Recorded data:
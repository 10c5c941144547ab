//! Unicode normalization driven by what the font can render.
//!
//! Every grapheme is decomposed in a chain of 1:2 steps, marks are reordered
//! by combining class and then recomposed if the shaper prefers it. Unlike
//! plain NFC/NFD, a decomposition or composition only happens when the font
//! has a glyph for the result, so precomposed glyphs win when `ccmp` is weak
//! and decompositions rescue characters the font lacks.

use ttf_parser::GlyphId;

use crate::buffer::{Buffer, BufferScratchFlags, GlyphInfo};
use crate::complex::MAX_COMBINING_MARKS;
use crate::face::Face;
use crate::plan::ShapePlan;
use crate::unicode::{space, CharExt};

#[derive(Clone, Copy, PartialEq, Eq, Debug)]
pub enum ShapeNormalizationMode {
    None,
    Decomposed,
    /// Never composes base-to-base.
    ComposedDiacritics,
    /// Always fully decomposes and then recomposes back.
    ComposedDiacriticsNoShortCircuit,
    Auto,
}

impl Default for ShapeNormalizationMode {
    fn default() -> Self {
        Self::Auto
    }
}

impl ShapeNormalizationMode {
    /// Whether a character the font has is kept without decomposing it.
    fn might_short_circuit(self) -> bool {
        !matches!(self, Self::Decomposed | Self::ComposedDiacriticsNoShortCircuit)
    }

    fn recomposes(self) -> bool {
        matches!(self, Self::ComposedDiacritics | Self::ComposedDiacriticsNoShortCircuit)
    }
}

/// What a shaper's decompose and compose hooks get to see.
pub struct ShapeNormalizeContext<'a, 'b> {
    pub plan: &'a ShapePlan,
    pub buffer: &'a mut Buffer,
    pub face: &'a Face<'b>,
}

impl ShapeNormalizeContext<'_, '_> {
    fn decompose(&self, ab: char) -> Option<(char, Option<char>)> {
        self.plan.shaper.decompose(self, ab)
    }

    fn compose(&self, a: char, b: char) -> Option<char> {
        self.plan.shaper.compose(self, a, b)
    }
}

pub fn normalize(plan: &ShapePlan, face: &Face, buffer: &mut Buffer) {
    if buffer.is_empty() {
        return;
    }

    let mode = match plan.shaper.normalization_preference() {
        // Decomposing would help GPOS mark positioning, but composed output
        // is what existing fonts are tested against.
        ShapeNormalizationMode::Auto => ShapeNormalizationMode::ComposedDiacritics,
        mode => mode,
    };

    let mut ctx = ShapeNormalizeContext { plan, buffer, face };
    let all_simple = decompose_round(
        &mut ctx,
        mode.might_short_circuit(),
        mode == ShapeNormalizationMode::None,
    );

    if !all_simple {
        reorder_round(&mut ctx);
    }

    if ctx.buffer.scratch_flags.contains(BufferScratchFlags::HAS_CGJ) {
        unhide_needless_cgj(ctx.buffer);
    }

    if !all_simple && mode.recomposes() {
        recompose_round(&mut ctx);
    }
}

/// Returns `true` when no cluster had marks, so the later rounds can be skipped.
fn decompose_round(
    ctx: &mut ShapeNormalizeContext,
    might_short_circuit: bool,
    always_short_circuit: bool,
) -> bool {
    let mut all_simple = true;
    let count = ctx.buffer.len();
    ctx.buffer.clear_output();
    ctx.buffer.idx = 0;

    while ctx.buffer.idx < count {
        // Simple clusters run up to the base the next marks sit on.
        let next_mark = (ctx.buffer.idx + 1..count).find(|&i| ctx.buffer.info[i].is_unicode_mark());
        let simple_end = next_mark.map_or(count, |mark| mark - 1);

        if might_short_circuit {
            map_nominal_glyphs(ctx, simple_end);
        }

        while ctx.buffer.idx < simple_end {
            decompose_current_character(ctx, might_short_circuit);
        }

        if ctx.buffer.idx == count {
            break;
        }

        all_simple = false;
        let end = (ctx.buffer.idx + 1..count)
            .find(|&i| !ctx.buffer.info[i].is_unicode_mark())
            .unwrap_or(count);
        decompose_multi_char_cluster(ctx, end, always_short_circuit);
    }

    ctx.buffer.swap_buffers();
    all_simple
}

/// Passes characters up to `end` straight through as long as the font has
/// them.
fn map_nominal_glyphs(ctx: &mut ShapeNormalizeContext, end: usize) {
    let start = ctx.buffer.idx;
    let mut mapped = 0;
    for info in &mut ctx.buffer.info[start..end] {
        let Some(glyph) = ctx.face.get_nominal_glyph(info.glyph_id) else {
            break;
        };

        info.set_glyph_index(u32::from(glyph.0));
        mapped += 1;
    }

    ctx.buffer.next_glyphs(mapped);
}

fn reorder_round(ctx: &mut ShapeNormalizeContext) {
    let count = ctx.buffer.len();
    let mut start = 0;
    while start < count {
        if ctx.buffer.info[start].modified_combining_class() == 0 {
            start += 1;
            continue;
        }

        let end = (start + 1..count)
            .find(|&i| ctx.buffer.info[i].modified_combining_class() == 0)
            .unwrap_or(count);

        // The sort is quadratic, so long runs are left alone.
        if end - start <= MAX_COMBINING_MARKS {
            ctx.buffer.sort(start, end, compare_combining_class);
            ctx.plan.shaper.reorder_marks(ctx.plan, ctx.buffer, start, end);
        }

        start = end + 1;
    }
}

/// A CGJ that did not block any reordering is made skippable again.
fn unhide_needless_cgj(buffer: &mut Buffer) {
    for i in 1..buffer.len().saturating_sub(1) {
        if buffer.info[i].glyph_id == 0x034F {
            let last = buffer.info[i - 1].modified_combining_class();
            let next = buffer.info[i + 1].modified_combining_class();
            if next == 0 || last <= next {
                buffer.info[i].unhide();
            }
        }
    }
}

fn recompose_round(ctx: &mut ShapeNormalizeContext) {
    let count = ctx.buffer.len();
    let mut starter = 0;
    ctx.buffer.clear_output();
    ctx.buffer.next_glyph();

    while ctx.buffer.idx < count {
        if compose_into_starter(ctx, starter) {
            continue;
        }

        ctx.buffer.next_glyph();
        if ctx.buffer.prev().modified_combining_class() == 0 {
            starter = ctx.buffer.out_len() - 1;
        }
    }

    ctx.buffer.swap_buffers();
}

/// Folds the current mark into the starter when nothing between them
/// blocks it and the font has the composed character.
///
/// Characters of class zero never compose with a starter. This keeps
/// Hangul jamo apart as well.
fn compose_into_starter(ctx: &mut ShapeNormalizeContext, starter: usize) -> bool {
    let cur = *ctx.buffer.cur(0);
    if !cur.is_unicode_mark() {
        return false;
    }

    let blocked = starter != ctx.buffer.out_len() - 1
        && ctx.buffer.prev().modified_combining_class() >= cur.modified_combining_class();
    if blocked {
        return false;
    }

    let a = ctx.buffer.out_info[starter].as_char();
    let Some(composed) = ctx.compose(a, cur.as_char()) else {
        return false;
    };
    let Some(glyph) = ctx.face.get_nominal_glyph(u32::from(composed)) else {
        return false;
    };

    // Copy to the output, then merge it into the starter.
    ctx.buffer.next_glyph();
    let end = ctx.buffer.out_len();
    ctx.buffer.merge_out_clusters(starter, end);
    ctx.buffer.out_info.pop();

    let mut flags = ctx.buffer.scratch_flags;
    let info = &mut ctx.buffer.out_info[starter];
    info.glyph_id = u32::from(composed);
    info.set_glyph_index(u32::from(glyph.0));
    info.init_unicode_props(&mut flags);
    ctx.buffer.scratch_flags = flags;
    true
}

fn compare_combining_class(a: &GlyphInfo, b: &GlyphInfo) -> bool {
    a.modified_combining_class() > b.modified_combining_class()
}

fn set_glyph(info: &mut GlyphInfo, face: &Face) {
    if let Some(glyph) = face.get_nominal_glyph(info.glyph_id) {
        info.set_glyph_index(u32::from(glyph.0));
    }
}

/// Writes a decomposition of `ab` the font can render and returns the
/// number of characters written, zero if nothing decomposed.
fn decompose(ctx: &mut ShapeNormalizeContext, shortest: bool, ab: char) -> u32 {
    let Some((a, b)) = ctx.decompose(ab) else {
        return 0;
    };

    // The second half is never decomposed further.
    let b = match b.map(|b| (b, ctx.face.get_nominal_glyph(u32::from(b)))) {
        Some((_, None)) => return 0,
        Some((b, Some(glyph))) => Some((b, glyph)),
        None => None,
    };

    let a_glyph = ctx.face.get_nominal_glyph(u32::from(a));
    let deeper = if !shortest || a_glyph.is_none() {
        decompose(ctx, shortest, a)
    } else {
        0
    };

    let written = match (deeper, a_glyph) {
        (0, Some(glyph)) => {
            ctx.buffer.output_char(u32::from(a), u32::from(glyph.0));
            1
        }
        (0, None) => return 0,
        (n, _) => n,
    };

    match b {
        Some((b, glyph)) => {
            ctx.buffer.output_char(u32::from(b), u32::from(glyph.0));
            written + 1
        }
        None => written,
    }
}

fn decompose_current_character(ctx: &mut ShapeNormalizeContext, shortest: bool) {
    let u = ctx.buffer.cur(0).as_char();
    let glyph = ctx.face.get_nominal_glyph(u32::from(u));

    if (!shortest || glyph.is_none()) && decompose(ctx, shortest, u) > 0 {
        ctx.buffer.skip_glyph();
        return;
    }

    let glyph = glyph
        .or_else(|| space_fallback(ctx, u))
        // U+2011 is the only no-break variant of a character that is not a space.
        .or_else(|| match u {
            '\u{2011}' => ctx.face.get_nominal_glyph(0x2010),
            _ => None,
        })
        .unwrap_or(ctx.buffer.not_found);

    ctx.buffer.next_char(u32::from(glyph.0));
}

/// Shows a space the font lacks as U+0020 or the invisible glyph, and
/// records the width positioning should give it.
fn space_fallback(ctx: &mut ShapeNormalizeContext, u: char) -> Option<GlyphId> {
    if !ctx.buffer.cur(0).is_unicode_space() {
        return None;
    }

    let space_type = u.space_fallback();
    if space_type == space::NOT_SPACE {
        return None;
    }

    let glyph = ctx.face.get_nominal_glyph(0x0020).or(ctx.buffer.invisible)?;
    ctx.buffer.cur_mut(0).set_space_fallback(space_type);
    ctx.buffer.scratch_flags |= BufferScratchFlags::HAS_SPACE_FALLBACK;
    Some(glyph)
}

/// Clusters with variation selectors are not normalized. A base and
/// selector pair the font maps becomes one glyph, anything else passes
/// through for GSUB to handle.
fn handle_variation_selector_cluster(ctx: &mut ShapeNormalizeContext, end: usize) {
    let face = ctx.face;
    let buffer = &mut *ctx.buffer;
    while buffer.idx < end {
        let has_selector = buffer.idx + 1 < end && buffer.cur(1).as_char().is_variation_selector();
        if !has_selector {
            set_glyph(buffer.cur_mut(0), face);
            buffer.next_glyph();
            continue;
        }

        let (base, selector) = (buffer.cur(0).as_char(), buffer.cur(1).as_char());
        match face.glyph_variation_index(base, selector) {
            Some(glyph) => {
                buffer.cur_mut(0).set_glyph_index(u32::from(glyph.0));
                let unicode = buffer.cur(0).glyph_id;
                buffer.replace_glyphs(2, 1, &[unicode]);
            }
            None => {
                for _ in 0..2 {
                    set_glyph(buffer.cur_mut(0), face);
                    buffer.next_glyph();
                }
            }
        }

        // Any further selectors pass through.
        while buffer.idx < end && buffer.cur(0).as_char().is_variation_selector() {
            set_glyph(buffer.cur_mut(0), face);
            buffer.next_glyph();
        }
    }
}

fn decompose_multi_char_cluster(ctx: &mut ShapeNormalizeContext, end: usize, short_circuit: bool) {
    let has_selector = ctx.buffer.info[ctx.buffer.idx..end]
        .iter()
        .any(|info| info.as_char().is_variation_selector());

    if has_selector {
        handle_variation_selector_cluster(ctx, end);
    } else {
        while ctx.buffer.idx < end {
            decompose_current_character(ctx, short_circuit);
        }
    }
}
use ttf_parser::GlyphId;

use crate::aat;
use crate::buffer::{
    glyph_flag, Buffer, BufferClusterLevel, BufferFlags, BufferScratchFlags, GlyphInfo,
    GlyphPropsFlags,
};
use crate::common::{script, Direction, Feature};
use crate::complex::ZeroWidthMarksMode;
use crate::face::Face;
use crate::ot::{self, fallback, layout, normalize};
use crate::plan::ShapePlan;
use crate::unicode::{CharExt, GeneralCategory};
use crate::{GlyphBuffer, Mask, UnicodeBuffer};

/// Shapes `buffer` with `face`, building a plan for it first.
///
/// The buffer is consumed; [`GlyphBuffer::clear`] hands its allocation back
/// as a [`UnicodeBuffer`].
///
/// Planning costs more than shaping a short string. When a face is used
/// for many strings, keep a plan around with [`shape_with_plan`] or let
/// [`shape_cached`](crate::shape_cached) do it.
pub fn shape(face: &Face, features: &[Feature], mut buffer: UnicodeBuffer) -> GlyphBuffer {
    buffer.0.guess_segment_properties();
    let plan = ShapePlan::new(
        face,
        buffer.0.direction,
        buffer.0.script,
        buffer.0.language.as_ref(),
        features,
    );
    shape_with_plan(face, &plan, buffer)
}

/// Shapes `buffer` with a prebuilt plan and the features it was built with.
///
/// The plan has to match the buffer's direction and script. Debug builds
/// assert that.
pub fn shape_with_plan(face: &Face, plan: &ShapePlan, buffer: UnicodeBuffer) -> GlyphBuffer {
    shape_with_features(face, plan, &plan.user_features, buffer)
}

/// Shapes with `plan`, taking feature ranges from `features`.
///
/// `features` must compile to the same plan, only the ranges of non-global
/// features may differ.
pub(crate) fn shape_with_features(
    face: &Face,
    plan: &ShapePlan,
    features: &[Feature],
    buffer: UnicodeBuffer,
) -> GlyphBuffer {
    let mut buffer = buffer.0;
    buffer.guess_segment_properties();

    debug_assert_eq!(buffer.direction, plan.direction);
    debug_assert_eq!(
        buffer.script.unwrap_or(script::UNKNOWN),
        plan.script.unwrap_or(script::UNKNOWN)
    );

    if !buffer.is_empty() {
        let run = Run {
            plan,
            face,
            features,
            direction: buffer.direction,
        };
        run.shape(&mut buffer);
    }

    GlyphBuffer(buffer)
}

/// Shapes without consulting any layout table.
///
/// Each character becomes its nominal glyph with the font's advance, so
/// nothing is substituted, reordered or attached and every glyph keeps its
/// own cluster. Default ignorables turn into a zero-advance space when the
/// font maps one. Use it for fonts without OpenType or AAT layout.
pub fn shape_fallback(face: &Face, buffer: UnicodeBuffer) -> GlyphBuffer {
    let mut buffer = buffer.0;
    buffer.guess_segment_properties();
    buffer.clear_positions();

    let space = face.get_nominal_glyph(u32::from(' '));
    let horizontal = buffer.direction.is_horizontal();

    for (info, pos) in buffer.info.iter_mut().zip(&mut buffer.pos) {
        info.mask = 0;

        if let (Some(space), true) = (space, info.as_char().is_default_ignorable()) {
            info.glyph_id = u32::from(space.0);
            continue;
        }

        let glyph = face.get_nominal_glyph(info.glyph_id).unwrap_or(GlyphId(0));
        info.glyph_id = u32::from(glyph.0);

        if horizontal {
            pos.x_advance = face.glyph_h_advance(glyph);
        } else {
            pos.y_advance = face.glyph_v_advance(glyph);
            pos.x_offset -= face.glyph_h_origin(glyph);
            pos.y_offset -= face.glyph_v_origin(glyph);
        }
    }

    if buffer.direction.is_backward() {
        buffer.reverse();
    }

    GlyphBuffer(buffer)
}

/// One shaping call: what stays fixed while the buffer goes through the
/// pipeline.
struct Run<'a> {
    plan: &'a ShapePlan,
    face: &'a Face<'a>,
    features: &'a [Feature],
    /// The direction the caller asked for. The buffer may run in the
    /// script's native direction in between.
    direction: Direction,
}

PROBLEM REQUIREMENTS: Repeat exactly, please, each line from the beginning of the data through the line with "prefers it. Unlike" in it, and only those lines.

WRITTEN REPLY:
repository 10c5c941144547ab
//! Unicode normalization driven by what the font can render.
//!
//! Every grapheme is decomposed in a chain of 1:2 steps, marks are reordered
//! by combining class and then recomposed if the shaper prefers it. Unlike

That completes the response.